La coscienza è un tema affascinante e complesso: più lo studiamo, meno ci rendiamo conto di saperne. Meno ne sappiamo, più ci rendiamo conto di aver bisogno di capire. Che cos’è, precisamente? Non siamo sicuri neanche di poterla definire. Da cosa si origina, e perché? Altro mistero. Dove si trova: cervello, mente, anima? Ce l’abbiamo solo noi umani - e tutti gli umani, o no? Anche gli animali, e tutti o solo quelli “superiori”? E se poi l’intelligenza artificiale diventasse generale, bucasse il muro della singolarità, dovremmo attribuirla anche alle macchine? Infine, forse: la coscienza, oppure le coscienze? 

Si tratta di uno dei temi su cui si stanno misurando le più grandi menti degli ultimi anni, e che coinvolge una serie di discipline apparentemente distanti: etologia ed etica, filosofia e diritto, tecnologia e neuroscienze, psicologia e religione. Non è solo questione teorica, pura speculazione per chi vedendo troppe serie di fantascienza sogna più androidi che pecore. Ha implicazioni politiche, morali, pratiche: riguardo ad alcuni tipi di pazienti neurologici; relativamente allo sfruttamento degli animali a fini alimentari; sulla possibilità di riconoscere diritti ai robot. In un momento in cui l’apocalisse climatica sembra inevitabile, e in cui l’unico modo per salvarsi - o almeno per andarsene con maggiore consapevolezza e meno rabbia - pare quello di avere un sguardo che abbracci tutto il vivente, tutto l’esistente, si capisce che il tema è centrale.
Dare un posto alla coscienza significherebbe mettersi a posto con la coscienza. Forse. 

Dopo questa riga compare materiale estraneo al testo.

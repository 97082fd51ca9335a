//! Super-admin console: all organizations and users, billing overrides,
//! and enabling or disabling organizations.

use askama::Template;
use askama_web::WebTemplate;
use axum::{
    Form,
    extract::{Path, Query, State},
    response::{IntoResponse, Redirect, Response},
};
use chrono::{DateTime, NaiveDateTime, Utc};
use moorline_core::{OrgId, effective_entitlement};
use serde::Deserialize;
use tower_sessions::Session;
use tracing::instrument;

use super::{PageShell, fetch_profile, local_redirect};
use crate::api::{AdminOrg, AdminUser, OverrideUpdateBody};
use crate::error::AppError;
use crate::filters;
use crate::middleware::RequireAuth;
use crate::models::{CurrentUser, Toast, push_toast};
use crate::state::AppState;

/// Organization row display data.
#[derive(Clone)]
pub struct OrgRow {
    pub id: OrgId,
    pub name: String,
    pub is_active: bool,
    pub plan_label: String,
    pub entitlement_label: String,
    pub vessels: String,
    pub created_on: String,
}

/// User row display data.
#[derive(Clone)]
pub struct UserRow {
    pub email: String,
    pub name: Option<String>,
    pub is_super_admin: bool,
    pub created_on: String,
}

/// Console index template.
#[derive(Template, WebTemplate)]
#[template(path = "admin/index.html")]
pub struct AdminIndexTemplate {
    pub shell: PageShell,
    pub orgs: Vec<OrgRow>,
    pub users: Vec<UserRow>,
    pub search: String,
}

/// Org detail template with the override form.
#[derive(Template, WebTemplate)]
#[template(path = "admin/org_detail.html")]
pub struct AdminOrgTemplate {
    pub shell: PageShell,
    pub org: OrgDetailView,
}

/// Org detail display data, raw override fields included.
#[derive(Clone)]
pub struct OrgDetailView {
    pub id: OrgId,
    pub name: String,
    pub is_active: bool,
    pub plan_label: String,
    pub subscription_status: String,
    pub entitlement_label: String,
    pub vessels: String,
    pub period_end: Option<String>,
    pub override_enabled: bool,
    pub override_limit: String,
    pub override_expires: String,
    pub override_reason: String,
}

fn format_limit(limit: Option<u32>) -> String {
    limit.map_or_else(|| "Unlimited".to_string(), |n| n.to_string())
}

fn entitlement_label(org: &AdminOrg, now: DateTime<Utc>) -> String {
    let entitlement = effective_entitlement(&org.billing(), now);
    if !entitlement.is_active {
        return "Inactive".to_string();
    }
    if org.billing_override().is_active(now) {
        format!("Active (override, {})", format_limit(entitlement.vessel_limit))
    } else {
        format!("Active ({})", format_limit(entitlement.vessel_limit))
    }
}

fn org_row(org: &AdminOrg, now: DateTime<Utc>) -> OrgRow {
    OrgRow {
        id: org.id,
        name: org.name.clone(),
        is_active: org.is_active,
        plan_label: org
            .subscription_plan
            .clone()
            .unwrap_or_else(|| "none".to_string()),
        entitlement_label: entitlement_label(org, now),
        vessels: org.vessel_count.to_string(),
        created_on: org.created_at.format("%Y-%m-%d").to_string(),
    }
}

fn org_detail_view(org: &AdminOrg, now: DateTime<Utc>) -> OrgDetailView {
    OrgDetailView {
        id: org.id,
        name: org.name.clone(),
        is_active: org.is_active,
        plan_label: org
            .subscription_plan
            .clone()
            .unwrap_or_else(|| "none".to_string()),
        subscription_status: org
            .subscription_status
            .clone()
            .unwrap_or_else(|| "none".to_string()),
        entitlement_label: entitlement_label(org, now),
        vessels: format!("{} / {}", org.vessel_count, format_limit(org.vessel_limit)),
        period_end: org
            .current_period_end
            .map(|at| at.format("%B %-d, %Y").to_string()),
        override_enabled: org.billing_override_enabled,
        override_limit: org
            .billing_override_vessel_limit
            .map(|n| n.to_string())
            .unwrap_or_default(),
        // datetime-local form value format
        override_expires: org
            .billing_override_expires_at
            .map(|at| at.format("%Y-%m-%dT%H:%M").to_string())
            .unwrap_or_default(),
        override_reason: org.billing_override_reason.clone().unwrap_or_default(),
    }
}

/// Bounce non-super-admins to the dashboard.
async fn require_super_admin(
    session: &Session,
    user: &CurrentUser,
) -> Result<(), Response> {
    if user.is_super_admin {
        return Ok(());
    }
    match push_toast(session, Toast::error("That page is for Moorline staff.")).await {
        Ok(()) => Err(Redirect::to("/").into_response()),
        Err(error) => Err(AppError::from(error).into_response()),
    }
}

/// Console index query parameters.
#[derive(Debug, Deserialize)]
pub struct AdminIndexQuery {
    pub search: Option<String>,
}

/// Display the console: all organizations and users.
#[instrument(skip(state, session, user))]
pub async fn index(
    State(state): State<AppState>,
    session: Session,
    RequireAuth(user): RequireAuth,
    Query(query): Query<AdminIndexQuery>,
) -> Response {
    if let Err(response) = require_super_admin(&session, &user).await {
        return response;
    }
    // Drop the cached profile so a just-revoked super-admin flag takes
    // effect before any admin API call.
    state.api().invalidate_current_user(&user.api_token).await;
    let profile = match fetch_profile(&state, &user).await {
        Ok(profile) => profile,
        Err(response) => return response,
    };
    if !profile.user.is_super_admin {
        return Redirect::to("/").into_response();
    }

    let search = query
        .search
        .map(|s| s.trim().to_string())
        .filter(|s| !s.is_empty());

    let token = &user.api_token;
    let orgs = match state.api().admin_list_orgs(token, search.as_deref()).await {
        Ok(orgs) => orgs,
        Err(error) => return AppError::from(error).into_response(),
    };
    // The user table degrades to empty rather than failing the page.
    let mut card_toasts = Vec::new();
    let users = match state.api().admin_list_users(token).await {
        Ok(users) => users,
        Err(error) => {
            tracing::warn!(error = %error, "User list unavailable");
            card_toasts.push(Toast::error("The user list is unavailable right now."));
            Vec::new()
        }
    };

    let mut shell = match PageShell::build(&session, &user, None).await {
        Ok(shell) => shell,
        Err(error) => return error.into_response(),
    };
    shell.toasts.extend(card_toasts);

    let now = Utc::now();
    AdminIndexTemplate {
        shell,
        orgs: orgs.iter().map(|org| org_row(org, now)).collect(),
        users: users.iter().map(user_row).collect(),
        search: search.unwrap_or_default(),
    }
    .into_response()
}

fn user_row(user: &AdminUser) -> UserRow {
    UserRow {
        email: user.email.as_str().to_string(),
        name: user.name.clone(),
        is_super_admin: user.is_super_admin,
        created_on: user.created_at.format("%Y-%m-%d").to_string(),
    }
}

/// Display one organization with its override form.
#[instrument(skip(state, session, user))]
pub async fn org_detail(
    State(state): State<AppState>,
    session: Session,
    RequireAuth(user): RequireAuth,
    Path(org): Path<i32>,
) -> Response {
    if let Err(response) = require_super_admin(&session, &user).await {
        return response;
    }

    let found = match state
        .api()
        .admin_get_org(&user.api_token, OrgId::new(org))
        .await
    {
        Ok(found) => found,
        Err(error) => return AppError::from(error).into_response(),
    };

    let shell = match PageShell::build(&session, &user, None).await {
        Ok(shell) => shell,
        Err(error) => return error.into_response(),
    };

    AdminOrgTemplate {
        shell,
        org: org_detail_view(&found, Utc::now()),
    }
    .into_response()
}

/// Override form data.
#[derive(Debug, Deserialize)]
pub struct OverrideForm {
    /// Checkbox, present when checked.
    pub enabled: Option<String>,
    pub vessel_limit: Option<String>,
    pub expires_at: Option<String>,
    pub reason: Option<String>,
}

/// Update an organization's billing override.
#[instrument(skip(state, session, user, form))]
pub async fn update_override(
    State(state): State<AppState>,
    session: Session,
    RequireAuth(user): RequireAuth,
    Path(org): Path<i32>,
    Form(form): Form<OverrideForm>,
) -> Result<Response, AppError> {
    if let Err(response) = require_super_admin(&session, &user).await {
        return Ok(response);
    }

    let org = OrgId::new(org);
    let vessel_limit = match form.vessel_limit.as_deref().map(str::trim) {
        None | Some("") => None,
        Some(raw) => Some(raw.parse::<u32>().map_err(|_| {
            AppError::BadRequest(format!("Invalid vessel limit: {raw}"))
        })?),
    };
    let expires_at = match form.expires_at.as_deref().map(str::trim) {
        None | Some("") => None,
        Some(raw) => Some(parse_datetime_local(raw)?),
    };

    let body = OverrideUpdateBody {
        enabled: form.enabled.is_some(),
        vessel_limit,
        expires_at,
        reason: form.reason.filter(|r| !r.trim().is_empty()),
    };

    match state
        .api()
        .admin_update_override(&user.api_token, org, &body)
        .await
    {
        Ok(updated) => {
            push_toast(
                &session,
                Toast::success(format!(
                    "Billing override for \"{}\" saved.",
                    updated.name
                )),
            )
            .await?;
        }
        Err(error) => {
            push_toast(&session, Toast::error(error.toast_message())).await?;
        }
    }

    Ok(Redirect::to(&format!("/admin/organizations/{org}")).into_response())
}

/// Status form data.
#[derive(Debug, Deserialize)]
pub struct OrgStatusForm {
    pub active: String,
    /// Path to return to, defaults to the console index.
    pub next: Option<String>,
}

/// Enable or disable an organization.
#[instrument(skip(state, session, user, form))]
pub async fn set_org_status(
    State(state): State<AppState>,
    session: Session,
    RequireAuth(user): RequireAuth,
    Path(org): Path<i32>,
    Form(form): Form<OrgStatusForm>,
) -> Result<Response, AppError> {
    if let Err(response) = require_super_admin(&session, &user).await {
        return Ok(response);
    }

    let org = OrgId::new(org);
    let active = form.active == "true";

    match state
        .api()
        .admin_set_org_active(&user.api_token, org, active)
        .await
    {
        Ok(updated) => {
            let verb = if updated.is_active { "enabled" } else { "disabled" };
            push_toast(
                &session,
                Toast::success(format!(
                    "Organization \"{}\" has been {verb}.",
                    updated.name
                )),
            )
            .await?;
        }
        Err(error) => {
            push_toast(&session, Toast::error(error.toast_message())).await?;
        }
    }

    Ok(Redirect::to(&local_redirect(form.next, "/admin")).into_response())
}

/// Parse an HTML `datetime-local` value as UTC.
fn parse_datetime_local(raw: &str) -> Result<DateTime<Utc>, AppError> {
    NaiveDateTime::parse_from_str(raw, "%Y-%m-%dT%H:%M")
        .map(|naive| naive.and_utc())
        .map_err(|_| AppError::BadRequest(format!("Invalid expiry timestamp: {raw}")))
}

Un contributo intrigante arriva da Giorgio Vallortigara, professore di Neuroscienze al Center for Mind/Brain Sciences dell’Università di Trento, e da anni autore di libri divulgativi che non cedono mai spazio alla banalizzazione (da Cervelli di gallina a Piccoli equivoci tra noi animali. Siamo sicuri di capirci con le altre specie?). Ora è uscito Pensieri della mosca con la testa storta, per Animalia, la collana di Adelphi inaugurata dal meraviglioso Al di là delle parole di Carl Safina, e che ha ospitato incursioni nella mente del polpo come in quella del corvo. Il libro parte dai cervelli minuscoli degli insetti, così diversi dal nostro eppure così funzionali, per arrivare a ipotesi generali sulla coscienza, ipotesi che nella loro semplicità sembrano inevitabili. Scopo di questa intervista non è riassumerlo o spiegarlo - leggetelo, è intenso ma breve - bensì parlare di una serie di argomenti connessi, che Vallortigara sfiora o implica.

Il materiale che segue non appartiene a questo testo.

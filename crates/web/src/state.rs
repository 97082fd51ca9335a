//! Application state shared across handlers.

use std::sync::Arc;

use crate::api::ApiClient;
use crate::config::WebConfig;

/// Application state shared across all handlers.
///
/// This struct is cheaply cloneable via `Arc` and provides access to
/// shared resources like the API client and configuration.
#[derive(Clone)]
pub struct AppState {
    inner: Arc<AppStateInner>,
}

struct AppStateInner {
    config: WebConfig,
    api: ApiClient,
}

impl AppState {
    /// Create a new application state.
    #[must_use]
    pub fn new(config: WebConfig) -> Self {
        let api = ApiClient::new(&config.api_base_url);

        Self {
            inner: Arc::new(AppStateInner { config, api }),
        }
    }

    /// Get a reference to the web configuration.
    #[must_use]
    pub fn config(&self) -> &WebConfig {
        &self.inner.config
    }

    /// Get a reference to the Moorline API client.
    #[must_use]
    pub fn api(&self) -> &ApiClient {
        &self.inner.api
    }
}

Dario De Marco - Il primo luogo comune che lei smonta nel libro è quello sulle dimensioni del cervello: la differenza tra alcune specie e altre sarebbe meramente quantitativa e non qualitativa. Insomma, parafrasando una vecchia pubblicità, potremmo dire che per avere una coscienza non c’è bisogno di un cervello grande, ma di un grande cervello?

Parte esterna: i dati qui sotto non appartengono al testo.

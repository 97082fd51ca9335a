//! Bulk vessel import.
//!
//! Uploads a CSV or Excel file to the API, which imports row by row and
//! reports created rows and per-row failures. A partially failed import
//! still keeps the rows that succeeded.

use askama::Template;
use askama_web::WebTemplate;
use axum::{
    extract::{Multipart, State},
    response::{IntoResponse, Response},
};
use tower_sessions::Session;
use tracing::instrument;

use super::{ActiveOrg, PageShell, fetch_profile, require_org_admin};
use crate::api::ImportReport;
use crate::error::AppError;
use crate::filters;
use crate::middleware::{OrgSelection, RequireAuth};
use crate::state::AppState;

const IMPORT_PAGE: &str = "/settings/vessels/import";

/// Accepted spreadsheet extensions.
const ALLOWED_EXTENSIONS: &[&str] = &["csv", "xlsx", "xls"];

/// Import form and report template.
#[derive(Template, WebTemplate)]
#[template(path = "imports/index.html")]
pub struct ImportTemplate {
    pub shell: PageShell,
    pub report: Option<ReportView>,
}

/// Import report display data.
#[derive(Clone)]
pub struct ReportView {
    pub success: bool,
    pub created_count: u32,
    pub error_count: u32,
    pub created: Vec<String>,
    pub errors: Vec<RowErrorView>,
}

/// One failed row.
#[derive(Clone)]
pub struct RowErrorView {
    pub row: String,
    pub error: String,
}

impl From<&ImportReport> for ReportView {
    fn from(report: &ImportReport) -> Self {
        Self {
            success: report.success,
            created_count: report.created_count,
            error_count: report.error_count,
            created: report.created.iter().map(|v| v.name.clone()).collect(),
            errors: report
                .errors
                .iter()
                .map(|e| RowErrorView {
                    // Row 0 is a whole-file failure, not a spreadsheet row.
                    row: if e.row == 0 {
                        "file".to_string()
                    } else {
                        e.row.to_string()
                    },
                    error: e.error.clone(),
                })
                .collect(),
        }
    }
}

fn has_allowed_extension(filename: &str) -> bool {
    std::path::Path::new(filename)
        .extension()
        .and_then(|e| e.to_str())
        .is_some_and(|e| {
            ALLOWED_EXTENSIONS
                .iter()
                .any(|allowed| e.eq_ignore_ascii_case(allowed))
        })
}

/// Display the upload form.
#[instrument(skip(state, session, user))]
pub async fn form(
    State(state): State<AppState>,
    session: Session,
    RequireAuth(user): RequireAuth,
    OrgSelection(selection): OrgSelection,
) -> Response {
    let profile = match fetch_profile(&state, &user).await {
        Ok(profile) => profile,
        Err(response) => return response,
    };
    if let Err(response) =
        require_org_admin(&session, &user, &profile, selection, IMPORT_PAGE).await
    {
        return response;
    }

    let shell = match PageShell::build(&session, &user, None).await {
        Ok(shell) => shell,
        Err(error) => return error.into_response(),
    };

    ImportTemplate {
        shell,
        report: None,
    }
    .into_response()
}

/// Handle the upload and render the report.
///
/// A transport failure is folded into the report as a single synthetic
/// whole-file error so the page always shows something actionable.
#[instrument(skip(state, session, user, multipart))]
pub async fn upload(
    State(state): State<AppState>,
    session: Session,
    RequireAuth(user): RequireAuth,
    OrgSelection(selection): OrgSelection,
    mut multipart: Multipart,
) -> Result<Response, AppError> {
    let profile = match fetch_profile(&state, &user).await {
        Ok(profile) => profile,
        Err(response) => return Ok(response),
    };
    let org: ActiveOrg =
        match require_org_admin(&session, &user, &profile, selection, IMPORT_PAGE).await {
            Ok(org) => org,
            Err(response) => return Ok(response),
        };

    let mut file: Option<(String, Vec<u8>)> = None;
    while let Some(field) = multipart
        .next_field()
        .await
        .map_err(|e| AppError::BadRequest(e.to_string()))?
    {
        if field.name() == Some("file") {
            let filename = field
                .file_name()
                .ok_or_else(|| AppError::BadRequest("Missing file name".to_string()))?
                .to_string();
            let bytes = field
                .bytes()
                .await
                .map_err(|e| AppError::BadRequest(e.to_string()))?;
            file = Some((filename, bytes.to_vec()));
        }
    }

    let Some((filename, bytes)) = file else {
        return Err(AppError::BadRequest("No file uploaded".to_string()));
    };

    let org_name = org.name.clone();
    let report = if has_allowed_extension(&filename) {
        match state
            .api()
            .import_vessels(&user.api_token, org.id, filename, bytes)
            .await
        {
            Ok(report) => report,
            Err(error) => {
                tracing::warn!(error = %error, "Vessel import upload failed");
                ImportReport::transport_failure(error.toast_message())
            }
        }
    } else {
        ImportReport::transport_failure(
            "Unsupported file type. Upload a .csv, .xlsx, or .xls file.".to_string(),
        )
    };

    let shell = PageShell::build(&session, &user, Some(org_name)).await?;
    Ok(ImportTemplate {
        shell,
        report: Some(ReportView::from(&report)),
    }
    .into_response())
}

#[cfg(test)]
mod tests {
    use super::*;

    #[test]
    fn test_extension_check() {
        assert!(has_allowed_extension("fleet.csv"));
        assert!(has_allowed_extension("Fleet List.XLSX"));
        assert!(has_allowed_extension("old.xls"));
        assert!(!has_allowed_extension("fleet.pdf"));
        assert!(!has_allowed_extension("fleet"));
        assert!(!has_allowed_extension("csv"));
    }

    #[test]
    fn test_report_view_marks_whole_file_errors() {
        let report = ImportReport::transport_failure("connection reset".to_string());
        let view = ReportView::from(&report);
        assert_eq!(view.errors.len(), 1);
        assert_eq!(view.errors.first().map(|e| e.row.as_str()), Some("file"));
        assert!(!view.success);
    }
}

Giorgio Vallortigara - C’è questa idea che il possesso della coscienza sia testimoniato dalla presenza di capacità mentali sofisticate (ragionare, decidere, risolvere problemi…). Penso sia un’idea sbagliata. In primo luogo, abbiamo imparato che capacità mentali sofisticate possono essere esibite in assenza di consapevolezza; anzi, in un certo senso un’acquisizione fondamentale delle moderne neuroscienze è stata proprio la rivalutazione dell’inconscio (l’inconscio cognitivo, non quello delle pulsioni di cui parlava Freud). La gran parte della nostra vita mentale è inconsapevole: possiamo fare calcoli, riconoscere volti, condurre inferenze… tutto senza consapevolezza. Inoltre, è diventato chiaro che le operazioni elementari, basiche, del pensiero possono essere condotte da reti di neuroni alquanto modeste. Categorizzare, riconoscere volti, fare l’aritmetica sono tutte cose accessibili al cervello di un’ape che ha meno di un milione di neuroni. La coscienza, d’altro canto, è una cosa del tutto diversa da ragionare, pensare, decidere, prestare attenzione o risolvere problemi. La coscienza è avere esperienze, sentire qualcosa, provare qualcosa. Non sorprendentemente siamo propensi ad attribuirla anche a chi soffra di gravi deficit cognitivi. La coscienza deve avere richiesto, secondo me, circuiti nervosi specifici e dedicati, che non implicano necessariamente un grande numero di neuroni. 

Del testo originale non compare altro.